What is expected:
Find every line in the records below that holds the word "StatusRecorder", and copy it out.

Dataset content:
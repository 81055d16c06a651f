use crate::error::{BankingError, Result};
use crate::models::{NormalizedAccount, NormalizedPayment, NormalizedTransaction, PaymentResponse, Provider};
use crate::services::registry::BankingServiceRegistry;
use futures::future::try_join_all;
use std::collections::HashMap;
use std::sync::Arc;
use tracing::{error, info};

/// Parses the keys of a per-provider request map. An empty map or any unknown
/// key rejects the whole request, listing every requested key.
pub fn validate_providers<V>(params: &HashMap<String, V>) -> Result<Vec<Provider>> {
    let mut requested: Vec<&str> = params.keys().map(String::as_str).collect();
    requested.sort_unstable();

    match Provider::parse_all(requested.iter().copied()) {
        Ok(providers) if !providers.is_empty() => Ok(providers),
        _ => {
            error!("Detected requests for bank services that are not supported: {:?}", requested);
            Err(BankingError::unsupported(requested))
        }
    }
}

/// Fans requests out to every provider and merges the results by provider.
#[derive(Clone)]
pub struct AggregationService {
    registry: Arc<BankingServiceRegistry>,
}

impl AggregationService {
    pub fn new(registry: Arc<BankingServiceRegistry>) -> Self {
        Self { registry }
    }

    pub async fn collect_accounts(&self) -> Result<HashMap<Provider, Vec<NormalizedAccount>>> {
        info!("Retrieving account entries");

        let results = try_join_all(Provider::ALL.iter().map(|&provider| async move {
            let accounts = self.registry.account_service(provider).retrieve_account_data().await?;
            Ok::<_, BankingError>((provider, accounts))
        }))
        .await?;

        Ok(results.into_iter().collect())
    }

    pub async fn collect_transactions(&self) -> Result<HashMap<Provider, Vec<NormalizedTransaction>>> {
        info!("Retrieving all transactions");

        let results = try_join_all(Provider::ALL.iter().map(|&provider| async move {
            let transactions = self
                .registry
                .transaction_service(provider)
                .retrieve_transaction_data(None)
                .await?;
            Ok::<_, BankingError>((provider, transactions))
        }))
        .await?;

        Ok(results.into_iter().collect())
    }

    /// Synchronous submission: each provider's list goes straight to its
    /// `create_payments`.
    pub async fn initiate_payment_requests(
        &self,
        params: HashMap<String, Vec<NormalizedPayment>>,
    ) -> Result<HashMap<Provider, Vec<PaymentResponse>>> {
        validate_providers(&params)?;

        let mut outcome = HashMap::new();
        for (key, mut payments) in params {
            let provider: Provider = key.parse()?;
            for payment in &mut payments {
                payment.bank = Some(provider);
            }

            info!("Creating {} payments for {}", payments.len(), provider);
            let responses = self
                .registry
                .transaction_service(provider)
                .create_payments(&payments)
                .await?;
            outcome.insert(provider, responses);
        }

        Ok(outcome)
    }
}
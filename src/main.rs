use anyhow::Context;
use bank_orchestrator::app::bootstrap::build_registry;
use bank_orchestrator::app::config::Config;
use bank_orchestrator::models::NormalizedPayment;
use bank_orchestrator::queue::payment_queue::create_queue;
use bank_orchestrator::repository::memory::{InMemoryBatchRepository, InMemoryStatusRepository};
use bank_orchestrator::repository::{BatchRepositoryRef, StatusRepository, StatusRepositoryRef};
use bank_orchestrator::services::{AggregationService, BatchReconciler, BatchSubmissionService, PaymentConsumer};
use clap::{Parser, Subcommand};
use std::collections::HashMap;
use std::path::PathBuf;
use std::sync::Arc;
use std::time::Duration;
use tokio::time::{sleep, Instant};
use tracing::{info, warn};
use tracing_subscriber::EnvFilter;

#[derive(Parser)]
#[command(author, version, about = "Aggregates banking providers and submits payments", long_about = None)]
struct Cli {
    /// TOML configuration file. Environment variables are used when absent.
    #[arg(long)]
    config: Option<PathBuf>,

    #[command(subcommand)]
    command: Command,
}

#[derive(Subcommand)]
enum Command {
    /// List accounts of every provider
    Accounts,
    /// List transactions of every provider
    Transactions,
    /// Submit payments from a JSON file mapping provider to payment list
    Pay {
        file: PathBuf,

        /// Push directly instead of going through the queue
        #[arg(long)]
        sync: bool,

        /// How long to wait for the batch to be reconciled
        #[arg(long, default_value_t = 60)]
        wait_secs: u64,
    },
}

#[tokio::main]
async fn main() -> anyhow::Result<()> {
    tracing_subscriber::fmt()
        .with_env_filter(EnvFilter::try_from_default_env().unwrap_or_else(|_| EnvFilter::new("info")))
        .init();

    let cli = Cli::parse();
    let config = match &cli.config {
        Some(path) => Config::from_file(path)?,
        None => Config::from_env(),
    };

    let statuses: StatusRepositoryRef = Arc::new(InMemoryStatusRepository::new());
    let batches: BatchRepositoryRef = Arc::new(InMemoryBatchRepository::new());
    let registry = build_registry(&config, statuses.clone())?;
    let aggregation = AggregationService::new(registry.clone());

    match cli.command {
        Command::Accounts => {
            let accounts = aggregation.collect_accounts().await?;
            println!("{}", serde_json::to_string_pretty(&accounts)?);
        }
        Command::Transactions => {
            let transactions = aggregation.collect_transactions().await?;
            println!("{}", serde_json::to_string_pretty(&transactions)?);
        }
        Command::Pay { file, sync, wait_secs } => {
            let content = std::fs::read_to_string(&file).with_context(|| format!("reading {}", file.display()))?;
            let params: HashMap<String, Option<Vec<NormalizedPayment>>> =
                serde_json::from_str(&content).context("decoding payment request")?;
            let params: HashMap<String, Vec<NormalizedPayment>> = params
                .into_iter()
                .map(|(provider, payments)| (provider, payments.unwrap_or_default()))
                .collect();

            if sync {
                let responses = aggregation.initiate_payment_requests(params).await?;
                println!("{}", serde_json::to_string_pretty(&responses)?);
                println!("{}", serde_json::to_string_pretty(&statuses.find_all().await?)?);
                return Ok(());
            }

            let (publisher, receiver) = create_queue(config.consumer.queue_buffer_size);
            let consumer = Arc::new(PaymentConsumer::new(
                registry.clone(),
                BatchReconciler::new(batches.clone(), statuses.clone()),
            ));
            let workers = consumer.spawn_workers(receiver, config.consumer.workers);

            let submission = BatchSubmissionService::new(batches.clone(), statuses.clone(), publisher);
            let receipt = submission.submit(params).await?;
            info!("Queued batch {} with {} payments", receipt.batch_id, receipt.total_payments);

            let deadline = Instant::now() + Duration::from_secs(wait_secs);
            loop {
                let (batch, _) = submission.batch_status(receipt.batch_id).await?;
                if batch.is_complete() {
                    break;
                }
                if Instant::now() >= deadline {
                    warn!(
                        "Batch {} not complete after {}s: {}/{}",
                        batch.id, wait_secs, batch.processed_payments, batch.total_payments
                    );
                    break;
                }
                sleep(Duration::from_millis(200)).await;
            }

            let (batch, records) = submission.batch_status(receipt.batch_id).await?;
            println!("{}", serde_json::to_string_pretty(&batch)?);
            println!("{}", serde_json::to_string_pretty(&records)?);

            drop(submission);
            for worker in workers {
                worker.await?;
            }
        }
    }

    Ok(())
}
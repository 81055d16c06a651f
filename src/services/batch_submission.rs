use crate::error::{BankingError, Result};
use crate::models::{BatchReceipt, NormalizedPayment, PaymentBatch, PaymentStatusRecord, Provider};
use crate::queue::payment_queue::PaymentPublisher;
use crate::repository::{BatchRepositoryRef, StatusRepositoryRef};
use crate::services::aggregation::validate_providers;
use std::collections::HashMap;
use tracing::info;

/// Accepts a batch of payments for asynchronous submission.
#[derive(Clone)]
pub struct BatchSubmissionService {
    batches: BatchRepositoryRef,
    statuses: StatusRepositoryRef,
    publisher: PaymentPublisher,
}

impl BatchSubmissionService {
    pub fn new(batches: BatchRepositoryRef, statuses: StatusRepositoryRef, publisher: PaymentPublisher) -> Self {
        Self {
            batches,
            statuses,
            publisher,
        }
    }

    /// Creates the batch, stamps every payment with its id and provider, and
    /// queues the payments one message each.
    pub async fn submit(&self, params: HashMap<String, Vec<NormalizedPayment>>) -> Result<BatchReceipt> {
        let mut providers = validate_providers(&params)?;
        providers.sort();

        let total: usize = params.values().map(Vec::len).sum();
        let batch = self.batches.create(total).await?;
        info!("Created batch {} expecting {} payments", batch.id, total);

        for (key, payments) in params {
            let provider: Provider = key.parse()?;
            for mut payment in payments {
                payment.bank = Some(provider);
                payment.batch_id = Some(batch.id);
                self.publisher.publish(payment).await?;
            }
        }

        Ok(BatchReceipt {
            batch_id: batch.id,
            total_payments: total,
            providers,
        })
    }

    pub async fn batch_status(&self, batch_id: u64) -> Result<(PaymentBatch, Vec<PaymentStatusRecord>)> {
        let batch = self
            .batches
            .find(batch_id)
            .await?
            .ok_or_else(|| BankingError::Repository(format!("batch {} not found", batch_id)))?;
        let records = self.statuses.find_by_batch(batch_id).await?;
        Ok((batch, records))
    }
}
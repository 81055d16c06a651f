use crate::error::{BankingError, Result};
use serde::{Deserialize, Serialize};
use std::fmt;
use std::str::FromStr;

/// Banking providers integrated behind the normalized contract.
#[derive(Debug, Clone, Copy, PartialEq, Eq, Hash, PartialOrd, Ord, Serialize, Deserialize)]
#[serde(rename_all = "UPPERCASE", try_from = "String")]
pub enum Provider {
    Revolut,
    Deutsche,
}

impl Provider {
    pub const ALL: [Provider; 2] = [Provider::Revolut, Provider::Deutsche];

    pub fn as_str(&self) -> &'static str {
        match self {
            Provider::Revolut => "REVOLUT",
            Provider::Deutsche => "DEUTSCHE",
        }
    }

    /// Parses every identifier, failing with all offending ids at once.
    pub fn parse_all<'a, I>(ids: I) -> Result<Vec<Provider>>
    where
        I: IntoIterator<Item = &'a str>,
    {
        let mut parsed = Vec::new();
        let mut rejected = Vec::new();

        for id in ids {
            match id.parse::<Provider>() {
                Ok(provider) => parsed.push(provider),
                Err(_) => rejected.push(id.to_string()),
            }
        }

        if rejected.is_empty() {
            Ok(parsed)
        } else {
            Err(BankingError::unsupported(rejected))
        }
    }
}

impl fmt::Display for Provider {
    fn fmt(&self, f: &mut fmt::Formatter<'_>) -> fmt::Result {
        f.write_str(self.as_str())
    }
}

impl TryFrom<String> for Provider {
    type Error = BankingError;

    fn try_from(value: String) -> Result<Self> {
        value.parse()
    }
}

impl FromStr for Provider {
    type Err = BankingError;

    fn from_str(s: &str) -> Result<Self> {
        match s {
            "REVOLUT" => Ok(Provider::Revolut),
            "DEUTSCHE" => Ok(Provider::Deutsche),
            other => Err(BankingError::unsupported([other])),
        }
    }
}
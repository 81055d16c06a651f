use crate::error::{BankingError, Result};
use crate::models::deutsche::{
    DeutscheAccount, DeutscheAccountReference, DeutscheAmount, DeutschePayment, DeutscheTransaction,
};
use crate::models::provider::Provider;
use crate::models::{NormalizedAccount, NormalizedPayment, NormalizedTransaction};
use crate::utils::money::format_decimal;
use tracing::debug;

pub const CREDITOR_NAME_KEY: &str = "creditorName";

pub fn to_deutsche_payment(payment: &NormalizedPayment) -> Result<DeutschePayment> {
    debug!("Attempting to construct DeutschePayment out of {}", payment);

    let amount = payment
        .amount
        .ok_or_else(|| BankingError::missing(payment.to_string(), "amount"))?;
    let source = payment
        .source_account
        .clone()
        .ok_or_else(|| BankingError::missing(payment.to_string(), "source account"))?;
    let destination = payment
        .destination_account
        .clone()
        .ok_or_else(|| BankingError::missing(payment.to_string(), "destination account"))?;
    let currency = payment
        .currency
        .clone()
        .ok_or_else(|| BankingError::missing(payment.to_string(), "currency"))?;
    let creditor_name = payment
        .info(CREDITOR_NAME_KEY)
        .ok_or_else(|| BankingError::missing(payment.to_string(), "creditorName under 'additionalInfo'"))?;

    Ok(DeutschePayment {
        debtor_account: DeutscheAccountReference {
            iban: source,
            currency_code: currency.clone(),
        },
        instructed_amount: DeutscheAmount {
            amount: format_decimal(amount),
            currency_code: currency.clone(),
        },
        creditor_name: creditor_name.to_string(),
        creditor_account: DeutscheAccountReference {
            iban: destination,
            currency_code: currency,
        },
    })
}

pub fn to_normalized_account(account: DeutscheAccount) -> NormalizedAccount {
    NormalizedAccount {
        account_id: account.iban,
        bank: Provider::Deutsche,
        name: account.product_description,
        balance: account.current_balance,
        currency: account.currency_code,
        state: account.account_type,
    }
}

pub fn to_normalized_transaction(transaction: DeutscheTransaction) -> NormalizedTransaction {
    let mut normalized = NormalizedTransaction::empty(Provider::Deutsche);
    normalized.transaction_id = transaction.id;
    normalized.account_id = transaction.origin_iban;
    normalized.counterparty_account = transaction.counter_party_iban;
    normalized.counterparty_name = transaction.counter_party_name;
    normalized.amount = transaction.amount;
    normalized.currency = transaction.currency_code;
    normalized.state = transaction.transaction_code;
    normalized.reference = transaction.payment_reference;
    normalized.created_at = transaction.booking_date;
    normalized
}
use crate::error::{BankingError, Result};
use crate::models::NormalizedPayment;
use tokio::sync::mpsc::{self, Receiver, Sender};

pub type PaymentReceiver = Receiver<NormalizedPayment>;

/// Publishing side of the payment queue.
#[derive(Clone)]
pub struct PaymentPublisher {
    sender: Sender<NormalizedPayment>,
}

impl PaymentPublisher {
    pub async fn publish(&self, payment: NormalizedPayment) -> Result<()> {
        self.sender.send(payment).await.map_err(|_| BankingError::QueueClosed)
    }
}

pub fn create_queue(buffer: usize) -> (PaymentPublisher, PaymentReceiver) {
    let (sender, receiver) = mpsc::channel(buffer.max(1));
    (PaymentPublisher { sender }, receiver)
}
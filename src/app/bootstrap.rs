use crate::app::config::Config;
use crate::error::Result;
use crate::models::Provider;
use crate::repository::StatusRepositoryRef;
use crate::services::deutsche::{DeutscheAccountService, DeutscheTransactionService, MultiFactorService};
use crate::services::gateway::{build_client, TransportGateway};
use crate::services::revolut::{RevolutAccountService, RevolutTransactionService};
use crate::services::{BankingServiceRegistry, StatusRecorder, TokenService};
use std::sync::Arc;

/// Wires token services, gateways and provider services from configuration.
/// All providers share one HTTP client.
pub fn build_registry(
    config: &Config,
    statuses: StatusRepositoryRef,
) -> Result<Arc<BankingServiceRegistry>> {
    let client = build_client(&config.gateway)?;

    let revolut_tokens = Arc::new(TokenService::revolut(client.clone(), &config.revolut));
    let revolut_gateway = Arc::new(TransportGateway::new(client.clone(), &config.gateway));

    let deutsche_tokens = Arc::new(TokenService::deutsche(client.clone(), &config.deutsche));
    let deutsche_gateway = Arc::new(
        TransportGateway::new(client.clone(), &config.gateway)
            .with_multi_factor(MultiFactorService::new(client, &config.deutsche)),
    );

    let revolut_accounts = RevolutAccountService::new(
        revolut_tokens.clone(),
        revolut_gateway.clone(),
        config.revolut.account_url.clone(),
    );
    let revolut_transactions = RevolutTransactionService::new(
        revolut_tokens,
        revolut_gateway,
        StatusRecorder::new(Provider::Revolut, statuses.clone()),
        config.revolut.transaction_url.clone(),
        config.revolut.payment_url.clone(),
    );

    let deutsche_accounts = DeutscheAccountService::new(
        deutsche_tokens.clone(),
        deutsche_gateway.clone(),
        config.deutsche.account_url.clone(),
    );
    let deutsche_transactions = DeutscheTransactionService::new(
        deutsche_tokens,
        deutsche_gateway,
        StatusRecorder::new(Provider::Deutsche, statuses),
        deutsche_accounts.clone(),
        config.deutsche.transaction_url.clone(),
        config.deutsche.payment_url.clone(),
    );

    Ok(Arc::new(BankingServiceRegistry::new(
        revolut_accounts,
        deutsche_accounts,
        revolut_transactions,
        deutsche_transactions,
    )))
}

Answer for this exercise:
use crate::services::{BankingServiceRegistry, StatusRecorder, TokenService};
        StatusRecorder::new(Provider::Revolut, statuses.clone()),
        StatusRecorder::new(Provider::Deutsche, statuses),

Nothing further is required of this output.